Nos hemos acostumbrado los baleares a acumular récords turísticos año tras año como una apisonadora implacable contra la que no cabe luchar. Y debiéramos hacerlo con plena consciencia mientras podamos controlar la secuencia y la potencia. Porque sabemos que estamos sufriendo/disfrutando una situación anormal, accidental, provocada por factores externos ajenos a nuestra voluntad. Lejos de esto, nuestros gobernantes locales siguen moviéndose por inercia como autómatas y dilapidando mucho dinero para atraer a nuevos turistas sobre Baleares. Inercia y carencia de ideas y probablemente sin analizar las consecuencias negativas que tendrá este monocultivo desesperante. Una de ellas, por cierto, nace de sus propias filas y seguirá en aumento: la turismofobia. Con una decena de botes de spray se pueden neutralizar los efectos promocionales de tres o cuatro ferias. Y ocurrirá.

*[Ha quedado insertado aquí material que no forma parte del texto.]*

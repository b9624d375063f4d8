//! Selector and topic lookup tables over a JSON ABI.

use std::collections::HashMap;

use alloy_json_abi::{Event, Function, JsonAbi};
use alloy_primitives::{Selector, B256};
use serde::Serialize;

use crate::error::AbiError;

/// A named signature, e.g. `{ name: "transfer", signature: "transfer(address,uint256)" }`.
#[derive(Debug, Clone, PartialEq, Eq, Serialize)]
pub struct SignatureEntry {
    pub name: String,
    pub signature: String,
}

/// Immutable lookup tables built once per ABI.
///
/// Functions are keyed by 4-byte selector, events by their topic-0 hash.
/// Anonymous events have no signature topic and are left out of the event
/// table. On a selector or topic collision the first declaration wins.
#[derive(Debug, Clone)]
pub struct AbiIndex {
    functions: HashMap<Selector, Function>,
    events: HashMap<B256, Event>,
    abi: JsonAbi,
}

impl AbiIndex {
    pub fn from_json(json: &str) -> Result<Self, AbiError> {
        let abi: JsonAbi =
            serde_json::from_str(json).map_err(|e| AbiError::InvalidAbi(e.to_string()))?;
        Ok(Self::from_abi(abi))
    }

    pub fn from_abi(abi: JsonAbi) -> Self {
        let mut functions = HashMap::new();
        for func in abi.functions() {
            functions.entry(func.selector()).or_insert_with(|| func.clone());
        }

        let mut events = HashMap::new();
        for event in abi.events().filter(|e| !e.anonymous) {
            events.entry(event.selector()).or_insert_with(|| event.clone());
        }

        Self {
            functions,
            events,
            abi,
        }
    }

    pub fn function(&self, selector: &Selector) -> Option<&Function> {
        self.functions.get(selector)
    }

    pub fn event(&self, topic: &B256) -> Option<&Event> {
        self.events.get(topic)
    }

    pub fn abi(&self) -> &JsonAbi {
        &self.abi
    }

    /// All function signatures, ordered by name.
    pub fn function_signatures(&self) -> Vec<SignatureEntry> {
        self.abi
            .functions()
            .map(|f| SignatureEntry {
                name: f.name.clone(),
                signature: f.signature(),
            })
            .collect()
    }

    /// All event signatures ordered by name, anonymous events included.
    pub fn event_signatures(&self) -> Vec<SignatureEntry> {
        self.abi
            .events()
            .map(|e| SignatureEntry {
                name: e.name.clone(),
                signature: e.signature(),
            })
            .collect()
    }

    /// Topic-0 hash of the event called `name`.
    ///
    /// `None` when no such event exists, when it is anonymous, or when the
    /// name is overloaded and therefore ambiguous.
    pub fn event_topic(&self, name: &str) -> Option<B256> {
        let mut matches = self.abi.events().filter(|e| e.name == name && !e.anonymous);
        let first = matches.next()?;
        match matches.next() {
            Some(_) => None,
            None => Some(first.selector()),
        }
    }
}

No digo que sea deseable, porque nosotros vivimos en esta doble orden: necesitamos el turismo, pero no lo soportamos. El problema es que hay tantos turistas que ellos mismos se cansan del turismo. No es para menos. Han venido a España en 2017 más de 82 millones de turistas, es decir dos visitantes por cada español. En Baleares es mucho peor. Unos 15 millones. A cada pitiuso le tocan 26 turistas. Si le llaman presión turística por habitante queda más bonito, pero igualmente insostenible, por mucho que en verano Ibiza soporta una carga fija de 160.000 habitantes. Hay días con más de 400.000 almas en Ibiza. Demasiados turistas, lo cual nos ha puesto en manos de las mafias y de la especulación hasta grados demenciales. Ibiza ya es un teatro, una pasarela, una discoteca, un antro de trata de ganado humano.
Incluso los expertos han anunciado que hemos llegado demasiado lejos. Hace años.